ABOUT THIS EXERCISE
For each line below that includes the word "impl", make a copy.

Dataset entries
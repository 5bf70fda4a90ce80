//! Terminal condition detection
//!
//! # Evaluation order
//!
//! Only the first matching condition is reported:
//!
//! 1. **Checkmate / stalemate**: the side to move has no legal move; mate if
//!    its king is in check, stalemate otherwise
//! 2. **Fifty-move draw**: the countdown reached zero
//! 3. **Material draw**: both sides are below the material threshold and no
//!    pawns remain (e.g. K+N vs K, K vs K; K+R vs K plays on)
//! 4. **Repetition draw**: one position fingerprint has occurred the
//!    configured number of times

use serde::{Deserialize, Serialize};
use tracing::info;

use super::game::Game;
use crate::hash;
use crate::legality;
use crate::notation::CHECKMATE_SUFFIX;
use crate::types::*;

/// Result of [`Game::evaluate`]
#[derive(Debug, Clone, Copy, PartialEq, Eq, Hash, Default, Serialize, Deserialize)]
pub enum Outcome {
    /// No terminal condition holds
    #[default]
    Ongoing,
    WhiteWinsCheckmate,
    BlackWinsCheckmate,
    StalemateDraw,
    RepetitionDraw,
    FiftyMoveDraw,
    MaterialDraw,
}

impl Outcome {
    pub fn is_game_over(self) -> bool {
        self != Outcome::Ongoing
    }

    pub fn is_checkmate(self) -> bool {
        matches!(self, Outcome::WhiteWinsCheckmate | Outcome::BlackWinsCheckmate)
    }

    pub fn is_draw(self) -> bool {
        matches!(
            self,
            Outcome::StalemateDraw
                | Outcome::RepetitionDraw
                | Outcome::FiftyMoveDraw
                | Outcome::MaterialDraw
        )
    }

    pub fn winner(self) -> Option<Color> {
        match self {
            Outcome::WhiteWinsCheckmate => Some(Color::White),
            Outcome::BlackWinsCheckmate => Some(Color::Black),
            _ => None,
        }
    }

    /// Human-readable result line
    pub fn message(self) -> &'static str {
        match self {
            Outcome::Ongoing => "Game in progress",
            Outcome::WhiteWinsCheckmate => "White wins by checkmate",
            Outcome::BlackWinsCheckmate => "Black wins by checkmate",
            Outcome::StalemateDraw => "Draw by stalemate",
            Outcome::RepetitionDraw => "Draw by repetition",
            Outcome::FiftyMoveDraw => "Draw by the fifty-move rule",
            Outcome::MaterialDraw => "Draw by insufficient material",
        }
    }
}

impl std::fmt::Display for Outcome {
    fn fmt(&self, f: &mut std::fmt::Formatter<'_>) -> std::fmt::Result {
        f.write_str(self.message())
    }
}

impl Game {
    /// Judge the current position for the side to move
    ///
    /// On checkmate the latest log entry gets a `#` suffix (once). While a
    /// promotion is pending the pawn still stands on its last rank, so the
    /// position is not final and the result is [`Outcome::Ongoing`].
    pub fn evaluate(&mut self) -> Outcome {
        if self.pending_promotion.is_some() {
            return Outcome::Ongoing;
        }
        let outcome = self.detect_outcome();
        if outcome.is_checkmate() {
            if let Some(entry) = self.log.last_mut() {
                if !entry.text.ends_with(CHECKMATE_SUFFIX) {
                    entry.text.push(CHECKMATE_SUFFIX);
                }
            }
        }
        if outcome.is_game_over() {
            info!("[ENGINE] {} after {} plies", outcome, self.ply);
        }
        outcome
    }

    fn detect_outcome(&mut self) -> Outcome {
        let side = self.side_to_move();
        let last = self.last_move().copied();
        if !legality::has_legal_move(&mut self.board, side, last.as_ref()) {
            return if legality::is_king_in_check(&self.board, side) {
                match side {
                    Color::White => Outcome::BlackWinsCheckmate,
                    Color::Black => Outcome::WhiteWinsCheckmate,
                }
            } else {
                Outcome::StalemateDraw
            };
        }

        if self.countdown == 0 {
            return Outcome::FiftyMoveDraw;
        }

        if self.is_material_insufficient() {
            return Outcome::MaterialDraw;
        }

        if hash::max_occurrences(&self.fingerprints) >= self.config.repetition_limit {
            return Outcome::RepetitionDraw;
        }

        Outcome::Ongoing
    }

    fn is_material_insufficient(&self) -> bool {
        let threshold = self.config.material_draw_threshold;
        let no_pawns = !self
            .board
            .pieces()
            .any(|piece| piece.kind == PieceType::Pawn);
        no_pawns
            && self.board.material(Color::White) < threshold
            && self.board.material(Color::Black) < threshold
    }

    /// Whether the side to move is in check
    pub fn is_in_check(&self) -> bool {
        legality::is_king_in_check(&self.board, self.side_to_move())
    }

    /// Number of legal moves available to `color` in the current position
    pub fn legal_move_count(&mut self, color: Color) -> usize {
        let last = self.last_move().copied();
        legality::legal_move_count(&mut self.board, color, last.as_ref())
    }
}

RESPONSE TO THIS EXERCISE
impl Outcome {
impl std::fmt::Display for Outcome {
impl Game {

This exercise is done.